§ **AIM OF THE EXERCISE**: The full set of records must be printed exactly as given.

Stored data
══════════════════════════════

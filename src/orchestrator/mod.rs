pub mod types;
pub mod tasks;
pub mod selector;
pub mod manager;
pub mod builder;

pub use manager::Orchestrator;
pub use builder::OrchestratorBuilder;
pub use selector::{Candidate, CandidateMetrics, ProviderSelector, SelectionStrategy};
pub use tasks::{TaskKind, TaskProfile, TaskRouting};
pub use types::{
    ConfigUpdate, ContentRequest, ContentResult, GenerationRequest, ProviderSettings,
    ProviderUpdate, QualityScores,
};
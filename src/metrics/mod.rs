/// Per-provider performance counters.
///
/// Every attempt the orchestrator makes lands here: totals, a running-mean
/// latency, token and cost accumulation, and a rolling one-minute attempt
/// window backing the optional per-provider request-rate cap.
pub mod registry;

pub use registry::{MetricsRegistry, MetricsSnapshot};
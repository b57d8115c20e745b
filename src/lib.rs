//! relayllm turns a content-generation request into a reliable call
//! against one of several interchangeable, unreliable, rate-limited and
//! differently-priced upstream text-generation providers.
//!
//! # Features
//!
//! - **Fallback chains**: sequential, ordered attempts across candidate
//!   providers until one succeeds or all are exhausted
//! - **Selection strategies**: round robin, weighted, cost-optimized and
//!   performance-based candidate ordering, plus per-task routing hints
//! - **Circuit breakers**: per-provider closed/open/half-open gating
//!   driven by consecutive-failure counting
//! - **Health probing**: independent periodic probes classifying each
//!   provider as healthy, degraded or unhealthy
//! - **Cost tracking**: a per-provider spend ledger with budget alerts
//!   and heuristic optimization recommendations
//!
//! # Example
//!
//! ```no_run
//! use std::sync::Arc;
//! use relayllm::{Orchestrator, GenerationRequest, SelectionStrategy, TaskKind};
//! # use relayllm::ProviderClient;
//!
//! # async fn example(openai: Arc<dyn ProviderClient + Send + Sync>,
//! #                  anthropic: Arc<dyn ProviderClient + Send + Sync>) {
//! let orchestrator = Orchestrator::builder()
//!     .strategy(SelectionStrategy::CostOptimized)
//!     .add_provider(openai)
//!     .weight(0.7)
//!     .price_per_1k_tokens(0.0006)
//!     .add_provider(anthropic)
//!     .weight(0.3)
//!     .price_per_1k_tokens(0.009)
//!     .route_task(TaskKind::NewsSummary, "openai")
//!     .build()
//!     .expect("Failed to build orchestrator");
//!
//! let request = GenerationRequest::new("Summarize today's market headlines")
//!     .task(TaskKind::NewsSummary)
//!     .max_tokens(500);
//!
//! let response = orchestrator.generate_text(request).await.unwrap();
//! println!("{}", response.content);
//! # }
//! ```

pub mod providers;
pub mod errors;
pub mod constants;
pub mod breaker;
pub mod metrics;
pub mod cost;
pub mod health;
pub mod orchestrator;
pub mod config;

pub use providers::{
    ProviderClient,
    ProviderRequest,
    ProviderResponse,
    Message,
    TokenUsage,
    HealthState,
    HealthReport,
    IntegrationGate,
    AllowAllIntegrations,
};

pub use errors::{ProviderAttempt, RelayError, RelayResult};

pub use breaker::{BreakerConfig, BreakerRegistry, BreakerState};

pub use metrics::{MetricsRegistry, MetricsSnapshot};

pub use cost::{
    AlertLevel, BudgetAlert, CostRecord, CostSummary, CostTracker, Recommendation,
    RecommendationKind, TimeRange,
};

pub use health::{HealthEvent, HealthProber, HealthThresholds, ServiceHealth};

pub use orchestrator::{
    ConfigUpdate, ContentRequest, ContentResult, GenerationRequest, Orchestrator,
    OrchestratorBuilder, ProviderSettings, ProviderUpdate, QualityScores, SelectionStrategy,
    TaskKind, TaskProfile, TaskRouting,
};

/// Initialize the logging system
///
/// This should be called at the start of your application in case
/// you want to activate the library's debug and info logging.
pub fn use_logging() {
    env_logger::init();
}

══════════════════════════════

§ **SOLUTION TO THE EXERCISE**:
filename src/orchestrator/mod.rs
pub mod types;
pub mod tasks;
pub mod selector;
pub mod manager;
pub mod builder;

pub use manager::Orchestrator;
pub use builder::OrchestratorBuilder;
pub use selector::{Candidate, CandidateMetrics, ProviderSelector, SelectionStrategy};
pub use tasks::{TaskKind, TaskProfile, TaskRouting};
pub use types::{
    ConfigUpdate, ContentRequest, ContentResult, GenerationRequest, ProviderSettings,
    ProviderUpdate, QualityScores,
};
filename src/metrics/mod.rs
/// Per-provider performance counters.
///
/// Every attempt the orchestrator makes lands here: totals, a running-mean
/// latency, token and cost accumulation, and a rolling one-minute attempt
/// window backing the optional per-provider request-rate cap.
pub mod registry;

pub use registry::{MetricsRegistry, MetricsSnapshot};
repository b57d8115c20e745b
filename src/lib.rs
//! relayllm turns a content-generation request into a reliable call
//! against one of several interchangeable, unreliable, rate-limited and
//! differently-priced upstream text-generation providers.
//!
//! # Features
//!
//! - **Fallback chains**: sequential, ordered attempts across candidate
//!   providers until one succeeds or all are exhausted
//! - **Selection strategies**: round robin, weighted, cost-optimized and
//!   performance-based candidate ordering, plus per-task routing hints
//! - **Circuit breakers**: per-provider closed/open/half-open gating
//!   driven by consecutive-failure counting
//! - **Health probing**: independent periodic probes classifying each
//!   provider as healthy, degraded or unhealthy
//! - **Cost tracking**: a per-provider spend ledger with budget alerts
//!   and heuristic optimization recommendations
//!
//! # Example
//!
//! ```no_run
//! use std::sync::Arc;
//! use relayllm::{Orchestrator, GenerationRequest, SelectionStrategy, TaskKind};
//! # use relayllm::ProviderClient;
//!
//! # async fn example(openai: Arc<dyn ProviderClient + Send + Sync>,
//! #                  anthropic: Arc<dyn ProviderClient + Send + Sync>) {
//! let orchestrator = Orchestrator::builder()
//!     .strategy(SelectionStrategy::CostOptimized)
//!     .add_provider(openai)
//!     .weight(0.7)
//!     .price_per_1k_tokens(0.0006)
//!     .add_provider(anthropic)
//!     .weight(0.3)
//!     .price_per_1k_tokens(0.009)
//!     .route_task(TaskKind::NewsSummary, "openai")
//!     .build()
//!     .expect("Failed to build orchestrator");
//!
//! let request = GenerationRequest::new("Summarize today's market headlines")
//!     .task(TaskKind::NewsSummary)
//!     .max_tokens(500);
//!
//! let response = orchestrator.generate_text(request).await.unwrap();
//! println!("{}", response.content);
//! # }
//! ```

pub mod providers;
pub mod errors;
pub mod constants;
pub mod breaker;
pub mod metrics;
pub mod cost;
pub mod health;
pub mod orchestrator;
pub mod config;

pub use providers::{
    ProviderClient,
    ProviderRequest,
    ProviderResponse,
    Message,
    TokenUsage,
    HealthState,
    HealthReport,
    IntegrationGate,
    AllowAllIntegrations,
};

pub use errors::{ProviderAttempt, RelayError, RelayResult};

pub use breaker::{BreakerConfig, BreakerRegistry, BreakerState};

pub use metrics::{MetricsRegistry, MetricsSnapshot};

pub use cost::{
    AlertLevel, BudgetAlert, CostRecord, CostSummary, CostTracker, Recommendation,
    RecommendationKind, TimeRange,
};

pub use health::{HealthEvent, HealthProber, HealthThresholds, ServiceHealth};

pub use orchestrator::{
    ConfigUpdate, ContentRequest, ContentResult, GenerationRequest, Orchestrator,
    OrchestratorBuilder, ProviderSettings, ProviderUpdate, QualityScores, SelectionStrategy,
    TaskKind, TaskProfile, TaskRouting,
};

/// Initialize the logging system
///
/// This should be called at the start of your application in case
/// you want to activate the library's debug and info logging.
pub fn use_logging() {
    env_logger::init();
}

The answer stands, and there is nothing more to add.